Stored items
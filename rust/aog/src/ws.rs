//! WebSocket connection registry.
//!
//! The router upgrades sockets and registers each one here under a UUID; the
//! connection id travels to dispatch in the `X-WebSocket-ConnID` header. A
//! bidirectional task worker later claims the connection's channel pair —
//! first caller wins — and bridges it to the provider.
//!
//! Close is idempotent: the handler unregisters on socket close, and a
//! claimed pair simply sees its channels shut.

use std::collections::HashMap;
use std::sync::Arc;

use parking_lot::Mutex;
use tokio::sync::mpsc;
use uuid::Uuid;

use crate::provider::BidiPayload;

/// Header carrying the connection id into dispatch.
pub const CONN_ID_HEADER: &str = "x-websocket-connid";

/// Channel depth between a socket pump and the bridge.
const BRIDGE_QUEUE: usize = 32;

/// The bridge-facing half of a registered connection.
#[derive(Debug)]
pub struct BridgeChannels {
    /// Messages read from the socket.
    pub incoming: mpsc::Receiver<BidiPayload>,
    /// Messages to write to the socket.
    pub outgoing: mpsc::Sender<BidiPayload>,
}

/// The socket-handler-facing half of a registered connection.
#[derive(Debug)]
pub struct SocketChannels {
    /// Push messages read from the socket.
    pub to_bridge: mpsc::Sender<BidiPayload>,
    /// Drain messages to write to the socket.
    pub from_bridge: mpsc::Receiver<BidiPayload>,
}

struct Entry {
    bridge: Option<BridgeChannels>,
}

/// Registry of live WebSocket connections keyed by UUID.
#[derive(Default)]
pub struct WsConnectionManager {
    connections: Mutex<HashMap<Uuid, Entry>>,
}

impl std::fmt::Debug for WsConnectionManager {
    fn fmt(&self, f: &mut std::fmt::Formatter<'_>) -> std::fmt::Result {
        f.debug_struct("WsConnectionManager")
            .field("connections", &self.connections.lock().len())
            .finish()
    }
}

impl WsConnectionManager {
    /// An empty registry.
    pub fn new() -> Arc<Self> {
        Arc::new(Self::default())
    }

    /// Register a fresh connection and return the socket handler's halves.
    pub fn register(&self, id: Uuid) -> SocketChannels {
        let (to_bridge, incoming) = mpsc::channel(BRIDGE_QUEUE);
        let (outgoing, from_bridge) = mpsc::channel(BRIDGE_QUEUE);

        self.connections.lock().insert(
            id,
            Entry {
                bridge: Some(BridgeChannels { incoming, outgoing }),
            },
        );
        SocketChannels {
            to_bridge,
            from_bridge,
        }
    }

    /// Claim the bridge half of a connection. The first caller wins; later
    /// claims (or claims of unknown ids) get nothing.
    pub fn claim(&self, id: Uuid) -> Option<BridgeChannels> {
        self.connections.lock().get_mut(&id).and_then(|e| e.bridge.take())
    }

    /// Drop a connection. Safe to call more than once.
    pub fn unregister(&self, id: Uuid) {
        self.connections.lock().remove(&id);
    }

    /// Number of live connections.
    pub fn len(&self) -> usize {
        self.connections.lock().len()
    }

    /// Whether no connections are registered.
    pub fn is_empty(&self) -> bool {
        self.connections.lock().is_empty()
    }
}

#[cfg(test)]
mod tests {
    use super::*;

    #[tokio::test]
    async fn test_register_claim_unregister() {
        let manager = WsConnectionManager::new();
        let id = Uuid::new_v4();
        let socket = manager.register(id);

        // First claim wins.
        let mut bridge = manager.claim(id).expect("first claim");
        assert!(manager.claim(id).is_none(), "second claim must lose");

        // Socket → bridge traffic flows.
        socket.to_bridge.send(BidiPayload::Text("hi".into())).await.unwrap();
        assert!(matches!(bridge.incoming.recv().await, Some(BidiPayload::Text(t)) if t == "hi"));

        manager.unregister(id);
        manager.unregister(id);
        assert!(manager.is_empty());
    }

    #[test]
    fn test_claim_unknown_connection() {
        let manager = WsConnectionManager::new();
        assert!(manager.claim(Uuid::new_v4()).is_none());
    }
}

* * *

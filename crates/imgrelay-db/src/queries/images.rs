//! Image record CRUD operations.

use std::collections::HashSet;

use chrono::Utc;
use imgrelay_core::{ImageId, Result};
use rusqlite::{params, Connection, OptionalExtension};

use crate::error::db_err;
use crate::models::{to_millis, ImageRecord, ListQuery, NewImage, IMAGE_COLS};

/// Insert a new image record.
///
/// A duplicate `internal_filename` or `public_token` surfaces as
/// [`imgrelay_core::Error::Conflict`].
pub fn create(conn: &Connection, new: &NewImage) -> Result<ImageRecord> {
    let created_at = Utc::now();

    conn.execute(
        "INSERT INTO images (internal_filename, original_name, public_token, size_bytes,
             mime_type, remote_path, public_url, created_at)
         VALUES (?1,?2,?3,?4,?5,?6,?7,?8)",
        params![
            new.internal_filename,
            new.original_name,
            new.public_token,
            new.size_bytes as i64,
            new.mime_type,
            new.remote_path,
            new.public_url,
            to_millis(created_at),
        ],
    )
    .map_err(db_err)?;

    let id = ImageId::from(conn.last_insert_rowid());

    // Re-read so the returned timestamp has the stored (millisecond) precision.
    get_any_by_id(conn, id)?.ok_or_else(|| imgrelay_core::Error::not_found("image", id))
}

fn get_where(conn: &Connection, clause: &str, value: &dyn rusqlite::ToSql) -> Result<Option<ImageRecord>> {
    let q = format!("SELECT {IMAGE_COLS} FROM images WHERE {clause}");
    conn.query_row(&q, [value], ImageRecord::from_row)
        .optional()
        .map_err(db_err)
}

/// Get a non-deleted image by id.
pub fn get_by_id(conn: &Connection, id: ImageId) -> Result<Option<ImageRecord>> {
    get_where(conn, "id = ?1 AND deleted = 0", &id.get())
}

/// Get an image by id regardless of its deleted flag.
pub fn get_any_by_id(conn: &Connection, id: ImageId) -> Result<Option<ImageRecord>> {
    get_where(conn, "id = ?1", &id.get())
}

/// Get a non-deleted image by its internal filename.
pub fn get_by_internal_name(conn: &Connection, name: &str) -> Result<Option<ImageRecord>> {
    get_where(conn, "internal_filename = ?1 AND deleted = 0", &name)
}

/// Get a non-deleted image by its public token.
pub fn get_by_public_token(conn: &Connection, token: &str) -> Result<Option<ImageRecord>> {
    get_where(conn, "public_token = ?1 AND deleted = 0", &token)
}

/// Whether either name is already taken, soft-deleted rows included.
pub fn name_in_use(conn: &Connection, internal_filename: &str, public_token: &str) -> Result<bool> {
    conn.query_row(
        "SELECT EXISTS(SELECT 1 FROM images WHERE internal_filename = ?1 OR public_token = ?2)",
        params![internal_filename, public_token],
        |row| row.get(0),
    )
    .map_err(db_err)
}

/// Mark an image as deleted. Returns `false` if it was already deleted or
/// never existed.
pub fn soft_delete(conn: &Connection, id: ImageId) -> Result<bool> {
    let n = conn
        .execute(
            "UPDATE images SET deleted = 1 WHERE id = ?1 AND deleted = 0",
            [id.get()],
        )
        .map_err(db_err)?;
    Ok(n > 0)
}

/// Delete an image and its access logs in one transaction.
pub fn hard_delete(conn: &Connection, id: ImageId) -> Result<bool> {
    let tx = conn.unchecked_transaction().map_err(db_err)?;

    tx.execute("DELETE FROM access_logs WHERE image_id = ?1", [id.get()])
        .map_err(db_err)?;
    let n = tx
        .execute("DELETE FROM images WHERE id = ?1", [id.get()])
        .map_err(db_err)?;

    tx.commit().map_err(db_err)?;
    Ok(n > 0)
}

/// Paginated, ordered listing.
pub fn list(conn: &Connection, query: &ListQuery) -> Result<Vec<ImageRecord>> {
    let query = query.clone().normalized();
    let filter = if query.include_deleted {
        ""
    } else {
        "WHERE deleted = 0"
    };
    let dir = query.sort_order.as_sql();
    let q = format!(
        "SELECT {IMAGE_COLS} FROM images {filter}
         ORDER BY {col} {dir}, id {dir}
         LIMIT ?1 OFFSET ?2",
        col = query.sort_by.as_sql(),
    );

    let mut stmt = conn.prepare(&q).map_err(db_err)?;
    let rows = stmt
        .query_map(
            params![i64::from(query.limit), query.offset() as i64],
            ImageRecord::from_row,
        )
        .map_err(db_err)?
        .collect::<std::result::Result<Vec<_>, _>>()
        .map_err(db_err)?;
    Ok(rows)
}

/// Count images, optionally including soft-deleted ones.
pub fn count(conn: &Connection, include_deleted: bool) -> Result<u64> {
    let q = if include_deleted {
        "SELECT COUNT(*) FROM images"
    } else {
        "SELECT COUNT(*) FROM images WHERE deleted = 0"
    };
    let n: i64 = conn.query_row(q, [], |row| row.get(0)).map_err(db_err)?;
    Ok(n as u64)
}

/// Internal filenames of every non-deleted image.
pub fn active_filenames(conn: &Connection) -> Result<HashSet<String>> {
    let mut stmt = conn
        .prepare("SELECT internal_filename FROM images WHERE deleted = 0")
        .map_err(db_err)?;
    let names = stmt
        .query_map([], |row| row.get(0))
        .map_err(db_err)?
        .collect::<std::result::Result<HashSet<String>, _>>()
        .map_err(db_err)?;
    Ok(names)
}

==

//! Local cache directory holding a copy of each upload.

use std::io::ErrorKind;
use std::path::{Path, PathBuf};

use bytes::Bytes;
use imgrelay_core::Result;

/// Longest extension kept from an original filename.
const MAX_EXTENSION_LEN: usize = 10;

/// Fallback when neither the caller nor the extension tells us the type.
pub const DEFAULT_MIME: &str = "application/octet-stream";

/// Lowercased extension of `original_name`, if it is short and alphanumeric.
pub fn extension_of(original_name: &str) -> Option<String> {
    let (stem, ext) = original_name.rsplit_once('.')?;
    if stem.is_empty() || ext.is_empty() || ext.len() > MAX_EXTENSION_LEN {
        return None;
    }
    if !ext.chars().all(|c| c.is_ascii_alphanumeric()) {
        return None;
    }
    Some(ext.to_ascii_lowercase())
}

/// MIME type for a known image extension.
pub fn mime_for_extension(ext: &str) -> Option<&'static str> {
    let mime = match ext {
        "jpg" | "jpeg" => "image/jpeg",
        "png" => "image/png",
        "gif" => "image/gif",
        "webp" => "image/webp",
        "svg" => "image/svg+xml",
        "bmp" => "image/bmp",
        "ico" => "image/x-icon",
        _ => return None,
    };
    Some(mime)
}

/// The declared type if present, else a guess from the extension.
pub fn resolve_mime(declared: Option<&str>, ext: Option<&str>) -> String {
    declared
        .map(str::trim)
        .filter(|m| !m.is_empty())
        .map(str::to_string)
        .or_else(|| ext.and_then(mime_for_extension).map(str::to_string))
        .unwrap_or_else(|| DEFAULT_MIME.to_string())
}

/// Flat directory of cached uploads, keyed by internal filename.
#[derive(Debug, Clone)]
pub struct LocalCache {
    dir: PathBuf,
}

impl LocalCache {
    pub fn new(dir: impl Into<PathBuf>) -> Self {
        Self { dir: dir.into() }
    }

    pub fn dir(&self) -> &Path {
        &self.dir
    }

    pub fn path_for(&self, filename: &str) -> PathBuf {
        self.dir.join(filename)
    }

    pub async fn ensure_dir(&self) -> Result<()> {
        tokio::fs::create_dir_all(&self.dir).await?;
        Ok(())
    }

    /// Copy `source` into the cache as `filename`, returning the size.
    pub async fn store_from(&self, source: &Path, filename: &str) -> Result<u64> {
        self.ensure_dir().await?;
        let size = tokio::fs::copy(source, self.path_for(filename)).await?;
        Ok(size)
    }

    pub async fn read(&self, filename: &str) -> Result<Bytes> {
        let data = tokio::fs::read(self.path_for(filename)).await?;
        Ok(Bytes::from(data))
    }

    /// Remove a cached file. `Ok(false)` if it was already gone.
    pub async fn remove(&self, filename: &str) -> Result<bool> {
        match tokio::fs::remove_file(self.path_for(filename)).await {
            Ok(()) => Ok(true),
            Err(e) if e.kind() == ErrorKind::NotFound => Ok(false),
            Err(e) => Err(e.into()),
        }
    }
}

EXERCISE PROMPT
Look through the records and copy every line that has the word "pair".

ANSWER
//! bidirectional task worker later claims the connection's channel pair —
//! claimed pair simply sees its channels shut.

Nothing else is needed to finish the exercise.